── DATA LISTING ──

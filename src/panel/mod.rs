//! Panel rendering: chrome drawing and the show/hide presenter
//!
//! The chrome is a rounded background with a subtle top highlight strip
//! and bottom shadow strip, a leading icon glyph and the body text. The
//! presenter ties the chrome to a surface: showing plays the position's
//! entry transition, hiding scrubs both buffers of the swap chain.

use anyhow::Result;
use log::debug;

use crate::anim::Transition;
use crate::config::PanelConfig;
use crate::font::FontContext;
use crate::render::{Color, Compositor, Rect, RoundedPart, TextAlign};
use crate::request::NotificationRequest;
use crate::surface::{FocusRestorer, Surface};

/// Private-use code points in this range at the start of the text act as
/// an icon override, replacing the kind-selected glyph.
const ICON_OVERRIDE_RANGE: std::ops::RangeInclusive<char> = '\u{E000}'..='\u{EFFF}';

/// Horizontal gap between the icon cell and the body text.
const ICON_TEXT_GAP: i32 = 4;

/// Abstraction the display state machine drives. The production
/// implementation is [`PanelPresenter`]; tests substitute a recorder.
pub trait PanelSink {
    fn show(&mut self, request: &NotificationRequest) -> Result<()>;
    fn hide(&mut self) -> Result<()>;
}

/// Split a leading icon-override code point off the body text, also
/// dropping the spaces that conventionally follow it.
fn split_icon_override(text: &str, default_icon: char) -> (char, &str) {
    let mut chars = text.chars();
    match chars.next() {
        Some(first) if ICON_OVERRIDE_RANGE.contains(&first) => {
            (first, chars.as_str().trim_start_matches(' '))
        }
        _ => (default_icon, text),
    }
}

/// Draws panel chrome into a compositor at a horizontal draw offset.
pub struct PanelPainter {
    cfg: PanelConfig,
}

impl PanelPainter {
    pub fn new(cfg: PanelConfig) -> Self {
        Self { cfg }
    }

    /// Draw the complete panel with its left edge at `origin_x`. The
    /// animation sequencer moves `origin_x` (or clips) per frame.
    pub fn draw(
        &self,
        comp: &mut Compositor,
        fonts: &FontContext,
        request: &NotificationRequest,
        origin_x: i32,
    ) {
        let c = &self.cfg;
        let (w, h) = (c.width as i32, c.height as i32);
        let radius = c.corner_radius as i32;

        comp.rounded_rect(origin_x, 0, w, h, radius, c.background);

        comp.rounded_rect_partial(
            origin_x,
            0,
            w,
            c.highlight_height as i32,
            radius,
            c.highlight,
            RoundedPart::Top,
        );

        let shadow_h = c.shadow_height as i32;
        comp.rounded_rect_partial(
            origin_x,
            h - shadow_h,
            w,
            shadow_h,
            radius,
            c.shadow,
            RoundedPart::Bottom,
        );

        let (icon, body) = split_icon_override(&request.text, request.kind.icon());

        let icon_rect = Rect::new(
            origin_x + c.icon_inset as i32,
            0,
            c.icon_cell_width as i32,
            h,
        );
        comp.draw_text(
            fonts,
            icon.encode_utf8(&mut [0u8; 4]),
            icon_rect,
            c.icon_size,
            c.icon_color,
            TextAlign::Center,
        );

        let text_x = icon_rect.x + icon_rect.w + ICON_TEXT_GAP;
        let text_rect = Rect::new(
            text_x,
            0,
            origin_x + w - text_x - c.text_inset as i32,
            h,
        );
        comp.draw_text(
            fonts,
            body,
            text_rect,
            c.text_size,
            c.text_color,
            TextAlign::Left,
        );
    }
}

/// Owns the compositor, surface, fonts and focus restorer; shows and
/// hides panels on behalf of the state machine.
pub struct PanelPresenter<S: Surface, F: FocusRestorer> {
    compositor: Compositor,
    surface: S,
    fonts: FontContext,
    focus: F,
    painter: PanelPainter,
    panel_width: i32,
}

impl<S: Surface, F: FocusRestorer> PanelPresenter<S, F> {
    pub fn new(cfg: PanelConfig, fonts: FontContext, surface: S, focus: F) -> Result<Self> {
        let compositor = Compositor::new(cfg.surface_width(), cfg.height)?;
        let panel_width = cfg.width as i32;
        Ok(Self {
            compositor,
            surface,
            fonts,
            focus,
            painter: PanelPainter::new(cfg),
            panel_width,
        })
    }
}

impl<S: Surface, F: FocusRestorer> PanelSink for PanelPresenter<S, F> {
    fn show(&mut self, request: &NotificationRequest) -> Result<()> {
        debug!(
            "showing {:?} panel at {:?}: {:?}",
            request.kind, request.position, request.text
        );
        self.focus.restore();

        let painter = &self.painter;
        let fonts = &self.fonts;
        Transition::for_position(request.position).play(
            &mut self.compositor,
            &mut self.surface,
            self.panel_width,
            |comp, draw_x| painter.draw(comp, fonts, request, draw_x),
        )
    }

    fn hide(&mut self) -> Result<()> {
        debug!("hiding panel");
        // Present the clear twice so both buffers of the double-buffered
        // chain are scrubbed.
        for _ in 0..2 {
            self.compositor.fill_screen(Color::TRANSPARENT);
            self.surface.present(self.compositor.pixels())?;
            self.surface.wait_frame_ready();
        }
        Ok(())
    }
}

───

## INSTRUCTIONS FOR THE TASK
Which lines of the data hold the string "body"? Return each of them.

## REPLY
//! and bottom shadow strip, a leading icon glyph and the body text. The
/// Horizontal gap between the icon cell and the body text.
/// Split a leading icon-override code point off the body text, also
        let (icon, body) = split_icon_override(&request.text, request.kind.icon());
            body,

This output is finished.